#### ACTIVITY:
Repeat exactly the line that contains "Ok(deployment_receipt(&receipt))" and every line below it to the end of the material, omitting all others.

#### DATA PROVIDED:
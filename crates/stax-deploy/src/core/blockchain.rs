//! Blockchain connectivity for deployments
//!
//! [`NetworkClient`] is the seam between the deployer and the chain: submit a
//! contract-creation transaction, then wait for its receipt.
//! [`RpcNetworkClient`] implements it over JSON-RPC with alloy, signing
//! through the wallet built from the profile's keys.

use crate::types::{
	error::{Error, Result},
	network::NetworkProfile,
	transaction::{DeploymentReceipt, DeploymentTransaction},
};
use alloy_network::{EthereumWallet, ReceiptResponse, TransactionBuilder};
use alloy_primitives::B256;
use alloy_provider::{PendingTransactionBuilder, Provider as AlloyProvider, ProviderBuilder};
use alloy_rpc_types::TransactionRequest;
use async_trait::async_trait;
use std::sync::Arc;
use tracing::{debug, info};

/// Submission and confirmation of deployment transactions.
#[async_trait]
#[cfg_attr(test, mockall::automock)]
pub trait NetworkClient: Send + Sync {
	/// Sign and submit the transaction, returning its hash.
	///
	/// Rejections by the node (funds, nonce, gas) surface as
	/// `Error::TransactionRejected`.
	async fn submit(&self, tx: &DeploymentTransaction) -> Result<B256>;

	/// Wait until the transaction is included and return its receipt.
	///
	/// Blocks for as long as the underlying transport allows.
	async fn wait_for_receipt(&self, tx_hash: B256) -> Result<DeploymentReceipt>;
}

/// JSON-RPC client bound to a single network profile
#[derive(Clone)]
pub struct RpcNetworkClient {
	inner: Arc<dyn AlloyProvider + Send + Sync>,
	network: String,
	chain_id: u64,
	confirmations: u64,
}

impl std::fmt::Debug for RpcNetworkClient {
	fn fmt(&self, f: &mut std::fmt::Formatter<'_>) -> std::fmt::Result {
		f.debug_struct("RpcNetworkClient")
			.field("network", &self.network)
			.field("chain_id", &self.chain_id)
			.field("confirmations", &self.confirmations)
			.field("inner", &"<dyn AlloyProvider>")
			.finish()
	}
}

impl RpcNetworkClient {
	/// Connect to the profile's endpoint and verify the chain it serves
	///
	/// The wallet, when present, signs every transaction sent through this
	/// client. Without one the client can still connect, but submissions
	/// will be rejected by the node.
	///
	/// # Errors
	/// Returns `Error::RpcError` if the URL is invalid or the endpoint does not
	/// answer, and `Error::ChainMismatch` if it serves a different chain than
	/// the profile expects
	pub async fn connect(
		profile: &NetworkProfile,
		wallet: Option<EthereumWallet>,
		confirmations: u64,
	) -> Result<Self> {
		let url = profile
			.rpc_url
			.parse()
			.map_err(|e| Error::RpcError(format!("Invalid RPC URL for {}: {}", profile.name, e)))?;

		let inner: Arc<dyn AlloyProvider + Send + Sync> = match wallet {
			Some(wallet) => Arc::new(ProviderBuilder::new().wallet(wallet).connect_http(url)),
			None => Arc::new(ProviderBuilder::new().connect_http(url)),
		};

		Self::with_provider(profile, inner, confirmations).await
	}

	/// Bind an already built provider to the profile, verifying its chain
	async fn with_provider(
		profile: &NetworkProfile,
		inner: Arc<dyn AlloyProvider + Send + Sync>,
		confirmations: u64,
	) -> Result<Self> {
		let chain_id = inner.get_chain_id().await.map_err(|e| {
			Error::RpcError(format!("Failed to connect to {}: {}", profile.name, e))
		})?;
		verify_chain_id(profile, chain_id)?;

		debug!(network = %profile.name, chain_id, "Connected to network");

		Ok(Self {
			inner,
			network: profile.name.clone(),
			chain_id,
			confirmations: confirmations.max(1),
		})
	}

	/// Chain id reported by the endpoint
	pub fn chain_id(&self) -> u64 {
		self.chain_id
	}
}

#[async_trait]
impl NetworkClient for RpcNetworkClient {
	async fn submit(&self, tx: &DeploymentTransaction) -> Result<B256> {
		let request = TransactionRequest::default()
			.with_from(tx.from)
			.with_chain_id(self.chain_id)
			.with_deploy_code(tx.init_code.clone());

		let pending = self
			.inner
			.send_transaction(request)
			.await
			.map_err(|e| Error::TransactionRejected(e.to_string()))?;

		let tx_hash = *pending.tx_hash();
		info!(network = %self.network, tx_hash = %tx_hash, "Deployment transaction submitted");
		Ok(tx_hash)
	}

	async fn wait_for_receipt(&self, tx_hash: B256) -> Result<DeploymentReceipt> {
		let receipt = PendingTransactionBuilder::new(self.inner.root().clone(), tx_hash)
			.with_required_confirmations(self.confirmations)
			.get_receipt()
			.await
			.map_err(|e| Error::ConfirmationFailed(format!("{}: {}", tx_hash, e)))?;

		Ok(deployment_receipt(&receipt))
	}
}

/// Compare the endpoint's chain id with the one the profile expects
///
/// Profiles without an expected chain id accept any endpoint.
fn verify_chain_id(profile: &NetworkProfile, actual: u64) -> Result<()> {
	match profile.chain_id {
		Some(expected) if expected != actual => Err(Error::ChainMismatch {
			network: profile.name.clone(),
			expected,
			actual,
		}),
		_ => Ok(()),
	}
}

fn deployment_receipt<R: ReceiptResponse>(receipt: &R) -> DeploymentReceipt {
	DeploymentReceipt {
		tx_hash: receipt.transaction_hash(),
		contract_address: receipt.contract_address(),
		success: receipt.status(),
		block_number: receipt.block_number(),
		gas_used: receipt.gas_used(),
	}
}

#### ANSWER SPACE:
		Ok(deployment_receipt(&receipt))
	}
}

/// Compare the endpoint's chain id with the one the profile expects
///
/// Profiles without an expected chain id accept any endpoint.
fn verify_chain_id(profile: &NetworkProfile, actual: u64) -> Result<()> {
	match profile.chain_id {
		Some(expected) if expected != actual => Err(Error::ChainMismatch {
			network: profile.name.clone(),
			expected,
			actual,
		}),
		_ => Ok(()),
	}
}

fn deployment_receipt<R: ReceiptResponse>(receipt: &R) -> DeploymentReceipt {
	DeploymentReceipt {
		tx_hash: receipt.transaction_hash(),
		contract_address: receipt.contract_address(),
		success: receipt.status(),
		block_number: receipt.block_number(),
		gas_used: receipt.gas_used(),
	}
}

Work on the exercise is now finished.